© Charles Dauguet
Hepatitis B virus (HBV) under electron microscopy. Chronic hepatitis B can cause cancer and cirrhosis of the liver.

Hepacivirus and Innate Immunity


Chronic infections with Hepatitis C (HCV) and Hepatitis B (HBV) viruses (which infect 170 and 350 million persons in the world, respectively) lead to development of cirrhosis and are responsible for 80% of hepatocellular carcinoma cases worldwide. A preventive vaccine exists for HBV (a small, enveloped DNA Hepadnavirus), but not for HCV (enveloped virus with ssRNA genome; 6 main genotypes; Flaviviridae family). A striking progress in therapeutic treatments against HCV has been achieved, which is based on the use of direct antiviral agents (DAA) in association or not with ribavirin and pegylated interferon a (PEG-IFN).
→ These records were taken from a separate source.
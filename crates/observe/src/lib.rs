//! This crate is intended to contain code that is required to provide or
//! improve the observability of a system. That includes initialization logic
//! for logging as well as logging helper functions.
pub mod panic_hook;
pub mod tracing;
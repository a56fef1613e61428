use {
    crate::{
        domain::{deployment, eth},
        infra::{self, blockchain},
    },
    alloy::signers::local::PrivateKeySigner,
    serde::Deserialize,
    std::{
        path::{Path, PathBuf},
        time::Duration,
    },
    tokio::fs,
    url::Url,
};

#[derive(Debug, Deserialize)]
#[serde(rename_all = "kebab-case", deny_unknown_fields)]
struct Config {
    /// Optionally specify the chain ID the deployer is configured for. Note
    /// that the actual chain ID is fetched from the configured Ethereum RPC
    /// endpoint, and the deployer will exit if it does not match this value.
    chain_id: Option<u64>,

    /// Name of the network this configuration targets. Used for the journal
    /// file and the verification hint, not for routing.
    network: String,

    /// URL of the Ethereum RPC endpoint deployments are submitted to.
    node_url: Url,

    /// Directory holding the compiled contract artifacts.
    #[serde(default = "default_artifacts_dir")]
    artifacts_dir: PathBuf,

    /// Directory the deployment journal is written to.
    #[serde(default = "default_journal_dir")]
    journal_dir: PathBuf,

    /// Name of the artifact to deploy.
    artifact: String,

    /// Constructor arguments for the contract, in declaration order.
    #[serde(default)]
    constructor_args: Vec<String>,

    /// The account funding and signing the deployment.
    account: Account,

    /// Parameters related to creation transaction submission.
    #[serde(default)]
    submission: Submission,
}

#[derive(Debug, Deserialize)]
#[serde(rename_all = "kebab-case", deny_unknown_fields)]
struct Account {
    /// The private key used to sign the creation transaction.
    private_key: eth::B256,
}

#[derive(Debug, Deserialize)]
#[serde(rename_all = "kebab-case", deny_unknown_fields)]
struct Submission {
    /// The number of blocks to wait for a creation transaction to be
    /// considered confirmed.
    #[serde(default = "default_confirmations")]
    confirmations: u64,

    /// The maximum time to spend waiting for the creation transaction to
    /// appear on chain. Unset means waiting indefinitely.
    #[serde(default, with = "humantime_serde")]
    max_confirm_time: Option<Duration>,
}

impl Default for Submission {
    fn default() -> Self {
        Self {
            confirmations: default_confirmations(),
            max_confirm_time: None,
        }
    }
}

fn default_confirmations() -> u64 {
    1
}

fn default_artifacts_dir() -> PathBuf {
    "artifacts".into()
}

fn default_journal_dir() -> PathBuf {
    "deployments".into()
}

/// Load the deployer configuration from a TOML file.
///
/// # Panics
///
/// This method panics if the config is invalid or on I/O errors.
pub async fn load(path: &Path) -> infra::Config {
    let data = fs::read_to_string(path)
        .await
        .unwrap_or_else(|e| panic!("I/O error while reading {path:?}: {e:?}"));
    // Not printing detailed error because it could leak private keys.
    let config: Config = toml::de::from_str(&data)
        .unwrap_or_else(|_| panic!("TOML syntax error while reading {path:?}"));

    infra::Config {
        network: eth::NetworkId(config.network),
        chain_id: config.chain_id.map(eth::ChainId),
        node_url: config.node_url,
        signer: PrivateKeySigner::from_bytes(&config.account.private_key)
            .unwrap_or_else(|_| panic!("invalid private key in {path:?}")),
        artifacts_dir: config.artifacts_dir,
        journal_dir: config.journal_dir,
        submission: blockchain::Submission {
            confirmations: config.submission.confirmations,
            max_confirm_time: config.submission.max_confirm_time,
        },
        request: deployment::Request {
            artifact: config.artifact.into(),
            constructor_args: config.constructor_args,
        },
    }
}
Treatment of HBV-infected patients (PEG-IFN + nucleos(t)ides analogs) still remains problematic. We investigate the interactions of HCV and HBV with their target cell in view of development of new approaches to block cell entry, inhibit their replication, propagation and persistence. We analyze the interactions of HCV with components of the Interferon and inflammation pathways and the mechanisms involved in HCV cell entry and its intracellular transport. We investigate the cellular effectors involved in HBV replication and pathogenesis.